Instructions to follow: The lines to copy are those with "false" in them. Pull each one from the entries below.

Saved entries:
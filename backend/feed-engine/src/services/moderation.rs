//! Pre-publish moderation gate.
//!
//! Combines a static banned-term/pattern matcher with an optional external
//! image classifier. The classifier is fail-open: publishing stays
//! available when it is down, and the degraded 0.5 confidence is visible
//! in the verdict for downstream audit.

use async_trait::async_trait;
use once_cell::sync::Lazy;
use regex::Regex;
use serde::{Deserialize, Serialize};
use std::sync::Arc;
use std::time::Duration;
use thiserror::Error;
use tracing::{debug, warn};

use crate::config::ModerationConfig;
use crate::domain::DraftContent;

/// Confidence reported when the image classifier could not be consulted
pub const FAIL_OPEN_CONFIDENCE: f32 = 0.5;

/// Default banned terms checked as case-insensitive substrings
const DEFAULT_BANNED_TERMS: &[&str] = &[
    "nude",
    "nudes",
    "kys",
    "onlyfans",
];

/// Category-labelled patterns compiled once
static PATTERN_CHECKS: Lazy<Vec<(&'static str, Regex)>> = Lazy::new(|| {
    vec![
        (
            "self_harm",
            Regex::new(r"(?i)\b(kill\s+(yourself|myself)|suicide|self[-\s]?harm|end\s+my\s+life)\b")
                .expect("self-harm pattern is valid"),
        ),
        (
            "hate",
            Regex::new(r"(?i)\b(death\s+to\s+\w+|subhuman|ethnic\s+cleansing)\b")
                .expect("hate pattern is valid"),
        ),
        (
            "drugs",
            Regex::new(r"(?i)\b(cocaine|heroin|fentanyl|meth|buy\s+drugs|sell\s+drugs)\b")
                .expect("drugs pattern is valid"),
        ),
    ]
});

/// Scope of a moderation check
#[derive(Debug, Clone, Copy, PartialEq, Eq)]
pub enum ModerationMode {
    /// Comments: text rules only, never calls the classifier
    TextOnly,
    /// Posts: text rules plus the external image classifier
    Full,
}

/// Outcome of a moderation check
#[derive(Debug, Clone, Serialize, Deserialize)]
pub struct ModerationVerdict {
    pub clean: bool,
    pub category: Option<String>,
    /// Signal strength; capped below 1.0 for static matches and fixed at
    /// [`FAIL_OPEN_CONFIDENCE`] when the classifier was unavailable
    pub confidence: f32,
}

impl ModerationVerdict {
    fn clean_text() -> Self {
        Self {
            clean: true,
            category: None,
            confidence: 0.0,
        }
    }

    fn fail_open() -> Self {
        Self {
            clean: true,
            category: None,
            confidence: FAIL_OPEN_CONFIDENCE,
        }
    }
}

#[derive(Debug, Error)]
pub enum ClassifierError {
    #[error("Classifier unreachable: {0}")]
    Unavailable(String),
    #[error("Malformed classifier response: {0}")]
    Malformed(String),
}

/// External content classifier contract: `{isClean, category, confidence}`
#[async_trait]
pub trait ImageClassifier: Send + Sync {
    async fn classify(&self, image_ref: &str) -> Result<ClassifierVerdict, ClassifierError>;
}

#[derive(Debug, Clone, Serialize, Deserialize)]
#[serde(rename_all = "camelCase")]
pub struct ClassifierVerdict {
    pub is_clean: bool,
    pub category: Option<String>,
    pub confidence: f32,
}

/// HTTP classifier client with a hard per-request timeout
pub struct HttpImageClassifier {
    client: reqwest::Client,
    endpoint: String,
}

#[derive(Serialize)]
#[serde(rename_all = "camelCase")]
struct ClassifyRequest<'a> {
    image_ref: &'a str,
}

impl HttpImageClassifier {
    pub fn new(config: &ModerationConfig) -> Self {
        let client = reqwest::Client::builder()
            .timeout(Duration::from_millis(config.timeout_ms))
            .build()
            .unwrap_or_default();

        Self {
            client,
            endpoint: config.classifier_endpoint.clone(),
        }
    }
}

#[async_trait]
impl ImageClassifier for HttpImageClassifier {
    async fn classify(&self, image_ref: &str) -> Result<ClassifierVerdict, ClassifierError> {
        let response = self
            .client
            .post(&self.endpoint)
            .json(&ClassifyRequest { image_ref })
            .send()
            .await
            .map_err(|e| ClassifierError::Unavailable(e.to_string()))?;

        if !response.status().is_success() {
            return Err(ClassifierError::Unavailable(format!(
                "status {}",
                response.status()
            )));
        }

        let verdict: ClassifierVerdict = response
            .json()
            .await
            .map_err(|e| ClassifierError::Malformed(e.to_string()))?;

        if !verdict.confidence.is_finite() || !(0.0..=1.0).contains(&verdict.confidence) {
            return Err(ClassifierError::Malformed(format!(
                "confidence out of range: {}",
                verdict.confidence
            )));
        }

        Ok(verdict)
    }
}

pub struct ModerationGate {
    banned_terms: Vec<String>,
    classifier: Option<Arc<dyn ImageClassifier>>,
}

impl ModerationGate {
    pub fn new(classifier: Option<Arc<dyn ImageClassifier>>) -> Self {
        Self {
            banned_terms: DEFAULT_BANNED_TERMS.iter().map(|t| t.to_string()).collect(),
            classifier,
        }
    }

    /// Replace the banned-term list (e.g. loaded from ops config)
    pub fn with_terms(mut self, terms: Vec<String>) -> Self {
        self.banned_terms = terms.into_iter().map(|t| t.to_lowercase()).collect();
        self
    }

    /// Run the gate over draft content. One classifier call at most, no
    /// retries; text rules are local and always apply.
    pub async fn check(&self, content: &DraftContent, mode: ModerationMode) -> ModerationVerdict {
        let text_verdict = content
            .text
            .as_deref()
            .map(|t| self.check_text(t))
            .unwrap_or_else(ModerationVerdict::clean_text);

        let image_verdict = match (mode, content.image_ref.as_deref()) {
            (ModerationMode::TextOnly, _) | (_, None) => None,
            (ModerationMode::Full, Some(image_ref)) => Some(self.check_image(image_ref).await),
        };

        combine(text_verdict, image_verdict)
    }

    /// Static text rules: banned-term substrings plus category patterns.
    /// Confidence grows with the number of distinct matches, capped below 1.0.
    pub fn check_text(&self, text: &str) -> ModerationVerdict {
        let normalized = text.to_lowercase();
        let mut matches = 0u32;
        let mut category: Option<String> = None;

        for term in &self.banned_terms {
            if normalized.contains(term.as_str()) {
                matches += 1;
                category.get_or_insert_with(|| "banned_term".to_string());
                debug!(term = %term, "banned term matched");
            }
        }

        for (name, pattern) in PATTERN_CHECKS.iter() {
            if pattern.is_match(&normalized) {
                matches += 1;
                // Pattern categories are more specific than banned_term
                if category.as_deref() == Some("banned_term") || category.is_none() {
                    category = Some((*name).to_string());
                }
                debug!(category = name, "pattern matched");
            }
        }

        if matches == 0 {
            return ModerationVerdict::clean_text();
        }

        ModerationVerdict {
            clean: false,
            category,
            confidence: 1.0 - 0.5f32.powi(matches as i32),
        }
    }

    async fn check_image(&self, image_ref: &str) -> ModerationVerdict {
        let Some(classifier) = &self.classifier else {
            warn!("no image classifier configured, failing open");
            return ModerationVerdict::fail_open();
        };

        match classifier.classify(image_ref).await {
            Ok(verdict) => ModerationVerdict {
                clean: verdict.is_clean,
                category: verdict.category,
                confidence: verdict.confidence,
            },
            Err(e) => {
                warn!(error = %e, "image classifier unavailable, failing open");
                ModerationVerdict::fail_open()
            }
        }
    }
}

/// Combined result: unclean if either check is unclean, confidence is the
/// max of the two, category prefers the image classifier's when both fire.
fn combine(text: ModerationVerdict, image: Option<ModerationVerdict>) -> ModerationVerdict {
    let Some(image) = image else { return text };

    let clean = text.clean && image.clean;
    let confidence = text.confidence.max(image.confidence);
    let category = match (text.clean, image.clean) {
        (false, false) => image.category.or(text.category),
        (false, true) => text.category,
        (true, false) => image.category,
        (true, true) => None,
    };

    ModerationVerdict {
        clean,
        category,
        confidence,
    }
}

#[cfg(test)]
mod tests {
    use super::*;

    struct FixedClassifier(ClassifierVerdict);

    #[async_trait]
    impl ImageClassifier for FixedClassifier {
        async fn classify(&self, _image_ref: &str) -> Result<ClassifierVerdict, ClassifierError> {
            Ok(self.0.clone())
        }
    }

    struct DownClassifier;

    #[async_trait]
    impl ImageClassifier for DownClassifier {
        async fn classify(&self, _image_ref: &str) -> Result<ClassifierVerdict, ClassifierError> {
            Err(ClassifierError::Unavailable("connection refused".into()))
        }
    }

    fn draft(text: &str, image: Option<&str>) -> DraftContent {
        DraftContent {
            text: Some(text.to_string()),
            image_ref: image.map(String::from),
        }
    }

    #[tokio::test]
    async fn test_clean_text_passes() {
        let gate = ModerationGate::new(None);
        let verdict = gate
            .check(&draft("lovely sunset today", None), ModerationMode::TextOnly)
            .await;
        assert!(verdict.clean);
        assert!(verdict.category.is_none());
    }

    #[tokio::test]
    async fn test_banned_term_flags() {
        let gate = ModerationGate::new(None);
        let verdict = gate
            .check(&draft("check out my nude pics", None), ModerationMode::TextOnly)
            .await;
        assert!(!verdict.clean);
        assert_eq!(verdict.category.as_deref(), Some("banned_term"));
        assert!(verdict.confidence > 0.0 && verdict.confidence < 1.0);
    }

    #[tokio::test]
    async fn test_matching_is_case_insensitive() {
        let gate = ModerationGate::new(None);
        let verdict = gate
            .check(&draft("NUDE", None), ModerationMode::TextOnly)
            .await;
        assert!(!verdict.clean);
    }

    #[tokio::test]
    async fn test_pattern_category_reported() {
        let gate = ModerationGate::new(None);
        let verdict = gate
            .check(&draft("where can i buy drugs", None), ModerationMode::TextOnly)
            .await;
        assert!(!verdict.clean);
        assert_eq!(verdict.category.as_deref(), Some("drugs"));
    }

    #[tokio::test]
    async fn test_confidence_scales_with_matches_capped_below_one() {
        let gate = ModerationGate::new(None);
        let one = gate.check_text("nude");
        let many = gate.check_text("nude nudes suicide cocaine");
        assert!(many.confidence > one.confidence);
        assert!(many.confidence < 1.0);
    }

    #[tokio::test]
    async fn test_fail_open_on_unreachable_classifier() {
        let gate = ModerationGate::new(Some(Arc::new(DownClassifier)));
        let verdict = gate
            .check(
                &draft("a perfectly fine caption", Some("media/abc.jpg")),
                ModerationMode::Full,
            )
            .await;
        assert!(verdict.clean);
        assert_eq!(verdict.confidence, FAIL_OPEN_CONFIDENCE);
    }

    #[tokio::test]
    async fn test_unclean_image_blocks() {
        let gate = ModerationGate::new(Some(Arc::new(FixedClassifier(ClassifierVerdict {
            is_clean: false,
            category: Some("nudity".into()),
            confidence: 0.93,
        }))));
        let verdict = gate
            .check(&draft("fine text", Some("media/abc.jpg")), ModerationMode::Full)
            .await;
        assert!(!verdict.clean);
        assert_eq!(verdict.category.as_deref(), Some("nudity"));
    }

    #[tokio::test]
    async fn test_combined_takes_max_confidence_and_image_category() {
        let gate = ModerationGate::new(Some(Arc::new(FixedClassifier(ClassifierVerdict {
            is_clean: false,
            category: Some("nudity".into()),
            confidence: 0.9,
        }))));
        let verdict = gate
            .check(&draft("nude", Some("media/abc.jpg")), ModerationMode::Full)
            .await;
        assert!(!verdict.clean);
        // Both fired: image category wins, confidence is the max
        assert_eq!(verdict.category.as_deref(), Some("nudity"));
        assert!((verdict.confidence - 0.9).abs() < f32::EPSILON);
    }

    #[tokio::test]
    async fn test_text_only_mode_never_calls_classifier() {
        // A classifier that would flag everything; TextOnly must ignore it
        let gate = ModerationGate::new(Some(Arc::new(FixedClassifier(ClassifierVerdict {
            is_clean: false,
            category: Some("nudity".into()),
            confidence: 1.0,
        }))));
        let verdict = gate
            .check(&draft("hello", Some("media/abc.jpg")), ModerationMode::TextOnly)
            .await;
        assert!(verdict.clean);
    }
}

Task result:
            clean: false,
        (false, false) => image.category.or(text.category),
        (false, true) => text.category,
        (true, false) => image.category,
            is_clean: false,
            is_clean: false,
            is_clean: false,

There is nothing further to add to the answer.